(Beginning of STORED DATA)

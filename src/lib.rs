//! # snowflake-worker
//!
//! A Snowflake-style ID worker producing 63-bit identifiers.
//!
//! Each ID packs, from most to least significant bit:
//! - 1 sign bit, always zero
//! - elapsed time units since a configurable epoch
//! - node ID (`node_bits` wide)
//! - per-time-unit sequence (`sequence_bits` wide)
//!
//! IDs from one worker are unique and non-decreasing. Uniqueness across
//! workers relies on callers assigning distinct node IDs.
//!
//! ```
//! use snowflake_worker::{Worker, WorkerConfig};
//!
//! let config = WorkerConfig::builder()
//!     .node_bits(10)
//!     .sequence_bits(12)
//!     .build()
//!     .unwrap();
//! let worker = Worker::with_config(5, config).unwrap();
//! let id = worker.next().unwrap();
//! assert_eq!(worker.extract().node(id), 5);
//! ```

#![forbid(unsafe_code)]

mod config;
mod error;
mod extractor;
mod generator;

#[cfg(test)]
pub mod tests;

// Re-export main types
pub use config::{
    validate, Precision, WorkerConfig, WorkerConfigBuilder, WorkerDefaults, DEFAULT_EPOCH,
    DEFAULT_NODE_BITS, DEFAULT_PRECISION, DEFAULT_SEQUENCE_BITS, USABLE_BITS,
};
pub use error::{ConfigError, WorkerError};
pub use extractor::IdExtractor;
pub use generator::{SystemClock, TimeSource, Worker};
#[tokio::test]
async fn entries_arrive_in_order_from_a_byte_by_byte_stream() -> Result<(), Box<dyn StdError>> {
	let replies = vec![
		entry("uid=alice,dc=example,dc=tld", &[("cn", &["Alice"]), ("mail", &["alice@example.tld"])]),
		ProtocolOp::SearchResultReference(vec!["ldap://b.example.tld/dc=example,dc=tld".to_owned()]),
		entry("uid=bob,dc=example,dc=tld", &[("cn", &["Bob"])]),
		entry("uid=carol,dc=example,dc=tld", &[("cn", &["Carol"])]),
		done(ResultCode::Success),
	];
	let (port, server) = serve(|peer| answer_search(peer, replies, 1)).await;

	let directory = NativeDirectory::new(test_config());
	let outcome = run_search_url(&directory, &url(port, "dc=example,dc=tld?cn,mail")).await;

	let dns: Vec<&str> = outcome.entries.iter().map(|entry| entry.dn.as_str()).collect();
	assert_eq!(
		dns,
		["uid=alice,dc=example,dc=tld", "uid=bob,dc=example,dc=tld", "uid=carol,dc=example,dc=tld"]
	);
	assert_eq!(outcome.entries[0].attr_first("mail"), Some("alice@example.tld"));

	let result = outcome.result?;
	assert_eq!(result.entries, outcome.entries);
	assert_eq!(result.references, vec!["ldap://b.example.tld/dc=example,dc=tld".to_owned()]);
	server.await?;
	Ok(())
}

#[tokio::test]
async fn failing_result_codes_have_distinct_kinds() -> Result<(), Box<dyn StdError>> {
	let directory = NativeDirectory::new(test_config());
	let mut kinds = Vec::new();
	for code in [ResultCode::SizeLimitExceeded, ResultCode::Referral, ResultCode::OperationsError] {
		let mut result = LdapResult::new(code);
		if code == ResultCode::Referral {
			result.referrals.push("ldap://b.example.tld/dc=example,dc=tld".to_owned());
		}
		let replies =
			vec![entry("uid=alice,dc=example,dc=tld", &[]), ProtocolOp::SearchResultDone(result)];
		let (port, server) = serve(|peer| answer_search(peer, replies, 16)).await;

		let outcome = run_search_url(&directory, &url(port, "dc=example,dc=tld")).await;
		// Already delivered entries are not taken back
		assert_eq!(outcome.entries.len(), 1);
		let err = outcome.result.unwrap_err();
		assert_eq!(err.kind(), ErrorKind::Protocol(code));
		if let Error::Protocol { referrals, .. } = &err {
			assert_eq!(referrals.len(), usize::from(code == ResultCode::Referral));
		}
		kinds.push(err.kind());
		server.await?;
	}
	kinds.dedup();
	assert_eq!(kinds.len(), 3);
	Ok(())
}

(End of STORED DATA)

#### [TASK PROMPT]
Repeat the records above with every character intact.

#### [WRITTEN ANSWER]
filename src/lib.rs
//! # snowflake-worker
//!
//! A Snowflake-style ID worker producing 63-bit identifiers.
//!
//! Each ID packs, from most to least significant bit:
//! - 1 sign bit, always zero
//! - elapsed time units since a configurable epoch
//! - node ID (`node_bits` wide)
//! - per-time-unit sequence (`sequence_bits` wide)
//!
//! IDs from one worker are unique and non-decreasing. Uniqueness across
//! workers relies on callers assigning distinct node IDs.
//!
//! ```
//! use snowflake_worker::{Worker, WorkerConfig};
//!
//! let config = WorkerConfig::builder()
//!     .node_bits(10)
//!     .sequence_bits(12)
//!     .build()
//!     .unwrap();
//! let worker = Worker::with_config(5, config).unwrap();
//! let id = worker.next().unwrap();
//! assert_eq!(worker.extract().node(id), 5);
//! ```

#![forbid(unsafe_code)]

mod config;
mod error;
mod extractor;
mod generator;

#[cfg(test)]
pub mod tests;

// Re-export main types
pub use config::{
    validate, Precision, WorkerConfig, WorkerConfigBuilder, WorkerDefaults, DEFAULT_EPOCH,
    DEFAULT_NODE_BITS, DEFAULT_PRECISION, DEFAULT_SEQUENCE_BITS, USABLE_BITS,
};
pub use error::{ConfigError, WorkerError};
pub use extractor::IdExtractor;
pub use generator::{SystemClock, TimeSource, Worker};
#[tokio::test]
async fn entries_arrive_in_order_from_a_byte_by_byte_stream() -> Result<(), Box<dyn StdError>> {
	let replies = vec![
		entry("uid=alice,dc=example,dc=tld", &[("cn", &["Alice"]), ("mail", &["alice@example.tld"])]),
		ProtocolOp::SearchResultReference(vec!["ldap://b.example.tld/dc=example,dc=tld".to_owned()]),
		entry("uid=bob,dc=example,dc=tld", &[("cn", &["Bob"])]),
		entry("uid=carol,dc=example,dc=tld", &[("cn", &["Carol"])]),
		done(ResultCode::Success),
	];
	let (port, server) = serve(|peer| answer_search(peer, replies, 1)).await;

	let directory = NativeDirectory::new(test_config());
	let outcome = run_search_url(&directory, &url(port, "dc=example,dc=tld?cn,mail")).await;

	let dns: Vec<&str> = outcome.entries.iter().map(|entry| entry.dn.as_str()).collect();
	assert_eq!(
		dns,
		["uid=alice,dc=example,dc=tld", "uid=bob,dc=example,dc=tld", "uid=carol,dc=example,dc=tld"]
	);
	assert_eq!(outcome.entries[0].attr_first("mail"), Some("alice@example.tld"));

	let result = outcome.result?;
	assert_eq!(result.entries, outcome.entries);
	assert_eq!(result.references, vec!["ldap://b.example.tld/dc=example,dc=tld".to_owned()]);
	server.await?;
	Ok(())
}

#[tokio::test]
async fn failing_result_codes_have_distinct_kinds() -> Result<(), Box<dyn StdError>> {
	let directory = NativeDirectory::new(test_config());
	let mut kinds = Vec::new();
	for code in [ResultCode::SizeLimitExceeded, ResultCode::Referral, ResultCode::OperationsError] {
		let mut result = LdapResult::new(code);
		if code == ResultCode::Referral {
			result.referrals.push("ldap://b.example.tld/dc=example,dc=tld".to_owned());
		}
		let replies =
			vec![entry("uid=alice,dc=example,dc=tld", &[]), ProtocolOp::SearchResultDone(result)];
		let (port, server) = serve(|peer| answer_search(peer, replies, 16)).await;

		let outcome = run_search_url(&directory, &url(port, "dc=example,dc=tld")).await;
		// Already delivered entries are not taken back
		assert_eq!(outcome.entries.len(), 1);
		let err = outcome.result.unwrap_err();
		assert_eq!(err.kind(), ErrorKind::Protocol(code));
		if let Error::Protocol { referrals, .. } = &err {
			assert_eq!(referrals.len(), usize::from(code == ResultCode::Referral));
		}
		kinds.push(err.kind());
		server.await?;
	}
	kinds.dedup();
	assert_eq!(kinds.len(), 3);
	Ok(())
}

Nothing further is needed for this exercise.